What to do after patching
Patching should not be the last step. Teams should also review whether clientless access is really necessary, restrict management exposure, rotate administrative credentials where compromise is plausible, and check logs for unusual session behavior, unexpected admin creation, or signs of persistence. SonicWall’s SMA100 guidance is especially clear that patching alone may not be enough in environments touched by rootkit or session-theft activity.
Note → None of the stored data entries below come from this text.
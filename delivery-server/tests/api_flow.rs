//! 端到端 API 测试 - 内存后端下的完整订单流程
//!
//! 直接对路由器发请求，不开真实端口。

use axum::Router;
use axum::body::Body;
use chrono::Utc;
use http::{Request, StatusCode, header};
use serde_json::{Value, json};
use tower::ServiceExt;

use delivery_server::api;
use delivery_server::db::models::Restaurant;
use delivery_server::{ServerState, Stores};

const RESTAURANT: &str = "rest-1";

async fn test_app() -> (Router, Stores) {
    let state = ServerState::for_tests();
    let stores = state.stores.clone();
    stores
        .restaurants
        .insert_restaurant(&Restaurant {
            id: RESTAURANT.to_string(),
            name: "Test Kitchen".to_string(),
            average_prep_time: 20,
            delivery_fee: 5.0,
            created_at: Utc::now(),
        })
        .await
        .unwrap();
    (api::build_app().with_state(state), stores)
}

fn tenant_request(method: &str, uri: &str, body: Option<Value>) -> Request<Body> {
    let builder = Request::builder()
        .method(method)
        .uri(uri)
        .header("x-restaurant-id", RESTAURANT)
        .header("x-user-id", "user-1");
    match body {
        Some(json) => builder
            .header(header::CONTENT_TYPE, "application/json")
            .body(Body::from(json.to_string()))
            .unwrap(),
        None => builder.body(Body::empty()).unwrap(),
    }
}

async fn read_json(response: axum::response::Response) -> Value {
    let bytes = axum::body::to_bytes(response.into_body(), usize::MAX)
        .await
        .unwrap();
    serde_json::from_slice(&bytes).unwrap()
}

fn order_payload() -> Value {
    json!({
        "customer_name": "Alice Chen",
        "customer_phone": "+34 600 000 001",
        "delivery_address": "Calle Mayor 1, Madrid",
        "items": [
            { "name": "Burger", "quantity": 2, "unit_price": 12.00 }
        ]
    })
}

#[tokio::test]
async fn test_health_is_public() {
    let (app, _stores) = test_app().await;
    let response = app
        .oneshot(
            Request::builder()
                .uri("/health")
                .body(Body::empty())
                .unwrap(),
        )
        .await
        .unwrap();
    assert_eq!(response.status(), StatusCode::OK);
    let body = read_json(response).await;
    assert_eq!(body["status"], "ok");
}

#[tokio::test]
async fn test_tenant_headers_required() {
    let (app, _stores) = test_app().await;
    let response = app
        .oneshot(
            Request::builder()
                .uri("/api/orders")
                .body(Body::empty())
                .unwrap(),
        )
        .await
        .unwrap();
    assert_eq!(response.status(), StatusCode::UNAUTHORIZED);
    let body = read_json(response).await;
    assert_eq!(body["code"], "E3001");
}

#[tokio::test]
async fn test_create_order_and_totals() {
    let (app, _stores) = test_app().await;
    let response = app
        .oneshot(tenant_request("POST", "/api/orders", Some(order_payload())))
        .await
        .unwrap();
    assert_eq!(response.status(), StatusCode::OK);

    let order = read_json(response).await;
    assert_eq!(order["status"], "pending");
    assert_eq!(order["subtotal"], 24.0);
    assert_eq!(order["delivery_fee"], 5.0);
    assert_eq!(order["total_amount"], 29.0);
    assert!(order["order_number"].as_str().unwrap().starts_with("DLV"));
}

#[tokio::test]
async fn test_full_lifecycle_over_http() {
    let (app, _stores) = test_app().await;

    let order = read_json(
        app.clone()
            .oneshot(tenant_request("POST", "/api/orders", Some(order_payload())))
            .await
            .unwrap(),
    )
    .await;
    let order_id = order["id"].as_str().unwrap().to_string();

    // Register a driver and bring them online
    let driver = read_json(
        app.clone()
            .oneshot(tenant_request(
                "POST",
                "/api/drivers",
                Some(json!({
                    "name": "Marco Rossi",
                    "phone": "+34 600 111 222",
                    "vehicle_type": "scooter"
                })),
            ))
            .await
            .unwrap(),
    )
    .await;
    let driver_id = driver["id"].as_str().unwrap().to_string();
    assert_eq!(driver["status"], "offline");

    let response = app
        .clone()
        .oneshot(tenant_request(
            "POST",
            &format!("/api/drivers/{}/availability", driver_id),
            Some(json!({ "status": "available" })),
        ))
        .await
        .unwrap();
    assert_eq!(response.status(), StatusCode::OK);

    // Walk the order to ready
    for status in ["confirmed", "preparing", "ready"] {
        let response = app
            .clone()
            .oneshot(tenant_request(
                "POST",
                &format!("/api/orders/{}/transition", order_id),
                Some(json!({ "status": status })),
            ))
            .await
            .unwrap();
        assert_eq!(response.status(), StatusCode::OK);
    }

    // Bind the driver at ready
    let assigned = read_json(
        app.clone()
            .oneshot(tenant_request(
                "POST",
                &format!("/api/orders/{}/assign", order_id),
                Some(json!({ "driver_id": driver_id })),
            ))
            .await
            .unwrap(),
    )
    .await;
    assert_eq!(assigned["status"], "assigned");
    assert_eq!(assigned["driver_id"], driver_id.as_str());

    for status in ["picked_up", "out_for_delivery", "delivered"] {
        let response = app
            .clone()
            .oneshot(tenant_request(
                "POST",
                &format!("/api/orders/{}/transition", order_id),
                Some(json!({ "status": status })),
            ))
            .await
            .unwrap();
        assert_eq!(response.status(), StatusCode::OK);
    }

    // Driver was released and credited
    let driver = read_json(
        app.clone()
            .oneshot(tenant_request(
                "GET",
                &format!("/api/drivers/{}", driver_id),
                None,
            ))
            .await
            .unwrap(),
    )
    .await;
    assert_eq!(driver["status"], "available");
    assert_eq!(driver["total_deliveries"], 1);

    // History carries one entry per transition plus creation
    let history = read_json(
        app.clone()
            .oneshot(tenant_request(
                "GET",
                &format!("/api/orders/{}/history", order_id),
                None,
            ))
            .await
            .unwrap(),
    )
    .await;
    assert_eq!(history.as_array().unwrap().len(), 8);
}

#[tokio::test]
async fn test_illegal_transition_is_business_rule_error() {
    let (app, _stores) = test_app().await;
    let order = read_json(
        app.clone()
            .oneshot(tenant_request("POST", "/api/orders", Some(order_payload())))
            .await
            .unwrap(),
    )
    .await;
    let order_id = order["id"].as_str().unwrap();

    let response = app
        .oneshot(tenant_request(
            "POST",
            &format!("/api/orders/{}/transition", order_id),
            Some(json!({ "status": "picked_up" })),
        ))
        .await
        .unwrap();
    assert_eq!(response.status(), StatusCode::UNPROCESSABLE_ENTITY);
    let body = read_json(response).await;
    assert_eq!(body["code"], "E0005");
}

#[tokio::test]
async fn test_board_buckets_over_http() {
    let (app, _stores) = test_app().await;

    // pending, preparing, cancelled
    let mut ids = Vec::new();
    for _ in 0..3 {
        let order = read_json(
            app.clone()
                .oneshot(tenant_request("POST", "/api/orders", Some(order_payload())))
                .await
                .unwrap(),
        )
        .await;
        ids.push(order["id"].as_str().unwrap().to_string());
    }
    for status in ["confirmed", "preparing"] {
        app.clone()
            .oneshot(tenant_request(
                "POST",
                &format!("/api/orders/{}/transition", ids[1]),
                Some(json!({ "status": status })),
            ))
            .await
            .unwrap();
    }
    app.clone()
        .oneshot(tenant_request(
            "POST",
            &format!("/api/orders/{}/cancel", ids[2]),
            None,
        ))
        .await
        .unwrap();

    let board = read_json(
        app.oneshot(tenant_request("GET", "/api/board", None))
            .await
            .unwrap(),
    )
    .await;
    assert_eq!(board["pending"].as_array().unwrap().len(), 1);
    assert_eq!(board["in_progress"].as_array().unwrap().len(), 1);
    assert_eq!(board["out_for_delivery"].as_array().unwrap().len(), 0);
}

#[tokio::test]
async fn test_public_tracking_by_order_number() {
    let (app, _stores) = test_app().await;
    let order = read_json(
        app.clone()
            .oneshot(tenant_request("POST", "/api/orders", Some(order_payload())))
            .await
            .unwrap(),
    )
    .await;
    let number = order["order_number"].as_str().unwrap();

    // No tenant headers on purpose
    let response = app
        .clone()
        .oneshot(
            Request::builder()
                .uri(format!("/api/track/{}", number))
                .body(Body::empty())
                .unwrap(),
        )
        .await
        .unwrap();
    assert_eq!(response.status(), StatusCode::OK);
    let tracking = read_json(response).await;
    assert_eq!(tracking["order_number"], number);
    assert_eq!(tracking["status"], "pending");
    // Internal fields stay private
    assert!(tracking.get("id").is_none());
    assert!(tracking.get("customer_phone").is_none());
    let timeline = tracking["timeline"].as_array().unwrap();
    assert_eq!(timeline[0]["label"], "Order Confirmed");
    assert_eq!(timeline.last().unwrap()["label"], "Delivered");

    let response = app
        .oneshot(
            Request::builder()
                .uri("/api/track/DLV00000000000")
                .body(Body::empty())
                .unwrap(),
        )
        .await
        .unwrap();
    assert_eq!(response.status(), StatusCode::NOT_FOUND);
}

#[tokio::test]
async fn test_tracking_never_resolves_another_restaurants_order() {
    let (app, stores) = test_app().await;
    stores
        .restaurants
        .insert_restaurant(&Restaurant {
            id: "rest-2".to_string(),
            name: "Second Kitchen".to_string(),
            average_prep_time: 15,
            delivery_fee: 4.0,
            created_at: Utc::now(),
        })
        .await
        .unwrap();

    let first = read_json(
        app.clone()
            .oneshot(tenant_request("POST", "/api/orders", Some(order_payload())))
            .await
            .unwrap(),
    )
    .await;

    let mut payload = order_payload();
    payload["customer_name"] = json!("Bob Martin");
    let second = read_json(
        app.clone()
            .oneshot(
                Request::builder()
                    .method("POST")
                    .uri("/api/orders")
                    .header("x-restaurant-id", "rest-2")
                    .header("x-user-id", "user-2")
                    .header(header::CONTENT_TYPE, "application/json")
                    .body(Body::from(payload.to_string()))
                    .unwrap(),
            )
            .await
            .unwrap(),
    )
    .await;

    // Both are each tenant's first order of the day, yet the numbers differ
    assert_ne!(first["order_number"], second["order_number"]);

    // The public lookup resolves exactly the order the number belongs to
    let number = second["order_number"].as_str().unwrap();
    let tracking = read_json(
        app.oneshot(
            Request::builder()
                .uri(format!("/api/track/{}", number))
                .body(Body::empty())
                .unwrap(),
        )
        .await
        .unwrap(),
    )
    .await;
    assert_eq!(tracking["customer_name"], "Bob Martin");
    assert_eq!(tracking["delivery_fee"], 4.0);
}

#[tokio::test]
async fn test_restaurant_settings_update() {
    let (app, _stores) = test_app().await;

    let response = app
        .clone()
        .oneshot(tenant_request(
            "PUT",
            "/api/restaurant/settings",
            Some(json!({ "average_prep_time": 35, "delivery_fee": 3.5 })),
        ))
        .await
        .unwrap();
    assert_eq!(response.status(), StatusCode::OK);
    let restaurant = read_json(response).await;
    assert_eq!(restaurant["average_prep_time"], 35);
    assert_eq!(restaurant["delivery_fee"], 3.5);

    // New orders pick up the new default fee
    let order = read_json(
        app.oneshot(tenant_request("POST", "/api/orders", Some(order_payload())))
            .await
            .unwrap(),
    )
    .await;
    assert_eq!(order["delivery_fee"], 3.5);
    assert_eq!(order["total_amount"], 27.5);

    let (app, _stores) = test_app().await;
    let response = app
        .oneshot(tenant_request(
            "PUT",
            "/api/restaurant/settings",
            Some(json!({ "average_prep_time": 0 })),
        ))
        .await
        .unwrap();
    assert_eq!(response.status(), StatusCode::BAD_REQUEST);
}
This section is also the natural place for internal links that deepen the article without feeling forced. Identity hardening can point readers to Phishing-Resistant MFA Checklist and Passkeys vs MFA vs SMS 2FA. Detection and containment can point to Mean Time to Detect and Dwell Time, because a fast patch matters most when teams can also spot post-compromise activity quickly.

Final takeaway
The main lesson is simple. VPN vulnerabilities to patch should sit near the top of every quarterly remediation plan because these systems are exposed, trusted, and repeatedly targeted. When time is limited, patch the edge before comfort-zone infrastructure, then harden identity and reduce detection time so a missed appliance does not become a full-scale incident. That framing also connects cleanly with your existing internal content on Ransomware Initial Access in 2026, CISA KEV Update, and Mean Time to Detect.